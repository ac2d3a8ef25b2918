use std::collections::BTreeSet;
use std::path::{Path, PathBuf};

use crate::audit::append_audit_log;
use crate::discovery::{filter_current_file, find_files_filtered};
use crate::error::DynincludeError;
use crate::options::{AttributeSource, IncludeOptions};
use crate::ordering::sort_files;
use crate::placeholder::{AttributeGetter, replace_placeholders};
use crate::sort_config::load_sort_config;
use crate::title::{FileRecord, TitleType, create_file_record, resolve_anchor_collisions};
use crate::xref::rewrite_xrefs;

/// One dynamic-include directive to resolve.
pub struct ResolveRequest<'a> {
    /// Directory of the including document; the glob and file keys resolve
    /// against it.
    pub dir: &'a Path,
    /// Base directory for `{root}`-prefixed reference targets and for
    /// level-offset depth computation.
    pub root: &'a Path,
    /// Full directive text, recorded in the audit log.
    pub target: &'a str,
    /// Glob pattern extracted from the directive.
    pub glob: &'a str,
    /// The including file itself, always excluded from the candidate set.
    pub current_file: &'a Path,
}

/// One emitted per-file block.
///
/// `content` is the fully rewritten text including the source marker, any
/// view-source link, leveloffset directives, and the anchor line.
/// `starting_line` is the line number the host must assume for the first
/// line of `content` so diagnostics map back to the original file; every
/// line inserted ahead of the original content decrements it.
#[derive(Clone, Debug)]
pub struct ContentBlock {
    pub key: String,
    pub path: PathBuf,
    pub content: String,
    pub starting_line: i32,
}

/// Number of lines in `text` (one more than its newline count).
pub fn count_lines(text: &str) -> usize {
    text.matches('\n').count() + 1
}

/// Resolves one directive into content blocks.
///
/// The returned blocks are in REVERSE reading order: the host consumes
/// them through a stack-based inclusion mechanism, so the last-discovered
/// content must be pushed first for the assembled document to read
/// forward. This is the required contract with the host, not an
/// implementation detail.
///
/// All working state (sort-config cache, anchor pool, advisory buffers) is
/// scoped to this call, so a host may run many directives concurrently.
pub fn resolve_directive(
    request: &ResolveRequest<'_>,
    attributes: AttributeGetter,
    logger: &mut dyn FnMut(String),
) -> Result<Vec<ContentBlock>, DynincludeError> {
    let source = AttributeSource::new(attributes);
    let options = IncludeOptions::from_attributes(&source, logger);

    let files = find_files_filtered(
        request.dir,
        request.root,
        request.glob,
        &options.suffixes,
        &options.scopes,
        &options.areas,
    )?;
    let files = filter_current_file(files, request.current_file);
    let files = sort_files(logger, files, &options.suffixes, load_sort_config);
    let files = apply_explicit_order(files, &options.order, request.dir, logger);

    let mut records = Vec::with_capacity(files.len());
    for path in &files {
        records.push(create_file_record(
            request.dir,
            request.root,
            path,
            &options.id_prefix,
            &options.id_separator,
            options.level_offset_shifting,
        )?);
    }
    resolve_anchor_collisions(&mut records, &options.id_separator);

    if let Some(logfile) = &options.logfile {
        if let Err(err) = append_audit_log(
            logfile,
            request.current_file,
            request.target,
            options.level_offset_shifting,
            &records,
        ) {
            logger(format!(
                "Could not write log file '{}': {err}",
                logfile.display()
            ));
        }
    }

    let mut blocks = Vec::with_capacity(records.len());
    for index in 0..records.len() {
        blocks.push(build_block(&records, index, request, attributes, &options)?);
    }
    blocks.reverse();
    Ok(blocks)
}

/// Primary ordering by position in the per-call `order` key list, with a
/// plain key comparison as tie-break. Keys missing from the list sort
/// after every listed key, each with one advisory.
fn apply_explicit_order(
    files: Vec<PathBuf>,
    order: &[String],
    dir: &Path,
    logger: &mut dyn FnMut(String),
) -> Vec<PathBuf> {
    if order.is_empty() {
        return files;
    }
    let mut messages = BTreeSet::new();
    let mut sorted = files;
    sorted.sort_by_key(|path| {
        let key = crate::paths::relative_key(dir, path);
        let position = order.iter().position(|o| *o == key).unwrap_or_else(|| {
            messages.insert(format!(
                "Did not find any information order for '{key}', \
                 putting it at the end of the document"
            ));
            usize::MAX
        });
        (position, key)
    });
    for message in messages {
        logger(message);
    }
    sorted
}

fn build_block(
    records: &[FileRecord],
    index: usize,
    request: &ResolveRequest<'_>,
    attributes: AttributeGetter,
    options: &IncludeOptions,
) -> Result<ContentBlock, DynincludeError> {
    let record = &records[index];
    let title = &record.first_title;

    // A file whose first title equals the previous file's continues that
    // section: its heading line is suppressed and no anchor is emitted.
    let suppress_title = index > 0 && {
        let previous = &records[index - 1].first_title;
        previous.kind == title.kind && previous.level == title.level && previous.text == title.text
    };

    let split_offset = if suppress_title { title.end } else { title.start };
    let mut starting_line = count_lines(&record.content[..split_offset]) as i32;

    let mut out = String::new();
    let push_line = |out: &mut String, line: &str, starting_line: &mut i32| {
        out.push_str(line);
        out.push('\n');
        *starting_line -= 1;
    };

    push_line(
        &mut out,
        &format!("// dynamic include: {}", record.key),
        &mut starting_line,
    );
    push_line(&mut out, "", &mut starting_line);

    if options.display_view_source {
        if let Some(pattern) = &options.view_source_link_pattern {
            let url = replace_placeholders(pattern, &record.path, attributes)?;
            let text = match &options.view_source_link_text {
                Some(text) => replace_placeholders(text, &record.path, attributes)?,
                None => "View source".to_string(),
            };
            push_line(&mut out, &format!("link:{url}[{text}]"), &mut starting_line);
            push_line(&mut out, "", &mut starting_line);
        }
    }

    if record.level_offset != 0 {
        push_line(
            &mut out,
            &format!(":leveloffset: {:+}", record.level_offset),
            &mut starting_line,
        );
        push_line(&mut out, "", &mut starting_line);
    }

    if !suppress_title && title.kind != TitleType::Present {
        push_line(
            &mut out,
            &format!("[#{}]", record.shifted_first_anchor()),
            &mut starting_line,
        );
    }

    let mut body = rewrite_xrefs(
        &record.content[split_offset..],
        records,
        record,
        request.dir,
        request.root,
        options.external_xref_as_text,
    );
    if !body.ends_with('\n') {
        body.push('\n');
    }
    out.push_str(&body);

    if record.level_offset != 0 {
        out.push('\n');
        out.push_str(&format!(":leveloffset: {:+}\n", -record.level_offset));
    }

    Ok(ContentBlock {
        key: record.key.clone(),
        path: record.path.clone(),
        content: out,
        starting_line,
    })
}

● Problem to work on
The response has to match the records above word for word.

● Written answer
repository ac2d3a8ef25b2918
use std::collections::BTreeSet;
use std::path::{Path, PathBuf};

use crate::audit::append_audit_log;
use crate::discovery::{filter_current_file, find_files_filtered};
use crate::error::DynincludeError;
use crate::options::{AttributeSource, IncludeOptions};
use crate::ordering::sort_files;
use crate::placeholder::{AttributeGetter, replace_placeholders};
use crate::sort_config::load_sort_config;
use crate::title::{FileRecord, TitleType, create_file_record, resolve_anchor_collisions};
use crate::xref::rewrite_xrefs;

/// One dynamic-include directive to resolve.
pub struct ResolveRequest<'a> {
    /// Directory of the including document; the glob and file keys resolve
    /// against it.
    pub dir: &'a Path,
    /// Base directory for `{root}`-prefixed reference targets and for
    /// level-offset depth computation.
    pub root: &'a Path,
    /// Full directive text, recorded in the audit log.
    pub target: &'a str,
    /// Glob pattern extracted from the directive.
    pub glob: &'a str,
    /// The including file itself, always excluded from the candidate set.
    pub current_file: &'a Path,
}

/// One emitted per-file block.
///
/// `content` is the fully rewritten text including the source marker, any
/// view-source link, leveloffset directives, and the anchor line.
/// `starting_line` is the line number the host must assume for the first
/// line of `content` so diagnostics map back to the original file; every
/// line inserted ahead of the original content decrements it.
#[derive(Clone, Debug)]
pub struct ContentBlock {
    pub key: String,
    pub path: PathBuf,
    pub content: String,
    pub starting_line: i32,
}

/// Number of lines in `text` (one more than its newline count).
pub fn count_lines(text: &str) -> usize {
    text.matches('\n').count() + 1
}

/// Resolves one directive into content blocks.
///
/// The returned blocks are in REVERSE reading order: the host consumes
/// them through a stack-based inclusion mechanism, so the last-discovered
/// content must be pushed first for the assembled document to read
/// forward. This is the required contract with the host, not an
/// implementation detail.
///
/// All working state (sort-config cache, anchor pool, advisory buffers) is
/// scoped to this call, so a host may run many directives concurrently.
pub fn resolve_directive(
    request: &ResolveRequest<'_>,
    attributes: AttributeGetter,
    logger: &mut dyn FnMut(String),
) -> Result<Vec<ContentBlock>, DynincludeError> {
    let source = AttributeSource::new(attributes);
    let options = IncludeOptions::from_attributes(&source, logger);

    let files = find_files_filtered(
        request.dir,
        request.root,
        request.glob,
        &options.suffixes,
        &options.scopes,
        &options.areas,
    )?;
    let files = filter_current_file(files, request.current_file);
    let files = sort_files(logger, files, &options.suffixes, load_sort_config);
    let files = apply_explicit_order(files, &options.order, request.dir, logger);

    let mut records = Vec::with_capacity(files.len());
    for path in &files {
        records.push(create_file_record(
            request.dir,
            request.root,
            path,
            &options.id_prefix,
            &options.id_separator,
            options.level_offset_shifting,
        )?);
    }
    resolve_anchor_collisions(&mut records, &options.id_separator);

    if let Some(logfile) = &options.logfile {
        if let Err(err) = append_audit_log(
            logfile,
            request.current_file,
            request.target,
            options.level_offset_shifting,
            &records,
        ) {
            logger(format!(
                "Could not write log file '{}': {err}",
                logfile.display()
            ));
        }
    }

    let mut blocks = Vec::with_capacity(records.len());
    for index in 0..records.len() {
        blocks.push(build_block(&records, index, request, attributes, &options)?);
    }
    blocks.reverse();
    Ok(blocks)
}

/// Primary ordering by position in the per-call `order` key list, with a
/// plain key comparison as tie-break. Keys missing from the list sort
/// after every listed key, each with one advisory.
fn apply_explicit_order(
    files: Vec<PathBuf>,
    order: &[String],
    dir: &Path,
    logger: &mut dyn FnMut(String),
) -> Vec<PathBuf> {
    if order.is_empty() {
        return files;
    }
    let mut messages = BTreeSet::new();
    let mut sorted = files;
    sorted.sort_by_key(|path| {
        let key = crate::paths::relative_key(dir, path);
        let position = order.iter().position(|o| *o == key).unwrap_or_else(|| {
            messages.insert(format!(
                "Did not find any information order for '{key}', \
                 putting it at the end of the document"
            ));
            usize::MAX
        });
        (position, key)
    });
    for message in messages {
        logger(message);
    }
    sorted
}

fn build_block(
    records: &[FileRecord],
    index: usize,
    request: &ResolveRequest<'_>,
    attributes: AttributeGetter,
    options: &IncludeOptions,
) -> Result<ContentBlock, DynincludeError> {
    let record = &records[index];
    let title = &record.first_title;

    // A file whose first title equals the previous file's continues that
    // section: its heading line is suppressed and no anchor is emitted.
    let suppress_title = index > 0 && {
        let previous = &records[index - 1].first_title;
        previous.kind == title.kind && previous.level == title.level && previous.text == title.text
    };

    let split_offset = if suppress_title { title.end } else { title.start };
    let mut starting_line = count_lines(&record.content[..split_offset]) as i32;

    let mut out = String::new();
    let push_line = |out: &mut String, line: &str, starting_line: &mut i32| {
        out.push_str(line);
        out.push('\n');
        *starting_line -= 1;
    };

    push_line(
        &mut out,
        &format!("// dynamic include: {}", record.key),
        &mut starting_line,
    );
    push_line(&mut out, "", &mut starting_line);

    if options.display_view_source {
        if let Some(pattern) = &options.view_source_link_pattern {
            let url = replace_placeholders(pattern, &record.path, attributes)?;
            let text = match &options.view_source_link_text {
                Some(text) => replace_placeholders(text, &record.path, attributes)?,
                None => "View source".to_string(),
            };
            push_line(&mut out, &format!("link:{url}[{text}]"), &mut starting_line);
            push_line(&mut out, "", &mut starting_line);
        }
    }

    if record.level_offset != 0 {
        push_line(
            &mut out,
            &format!(":leveloffset: {:+}", record.level_offset),
            &mut starting_line,
        );
        push_line(&mut out, "", &mut starting_line);
    }

    if !suppress_title && title.kind != TitleType::Present {
        push_line(
            &mut out,
            &format!("[#{}]", record.shifted_first_anchor()),
            &mut starting_line,
        );
    }

    let mut body = rewrite_xrefs(
        &record.content[split_offset..],
        records,
        record,
        request.dir,
        request.root,
        options.external_xref_as_text,
    );
    if !body.ends_with('\n') {
        body.push('\n');
    }
    out.push_str(&body);

    if record.level_offset != 0 {
        out.push('\n');
        out.push_str(&format!(":leveloffset: {:+}\n", -record.level_offset));
    }

    Ok(ContentBlock {
        key: record.key.clone(),
        path: record.path.clone(),
        content: out,
        starting_line,
    })
}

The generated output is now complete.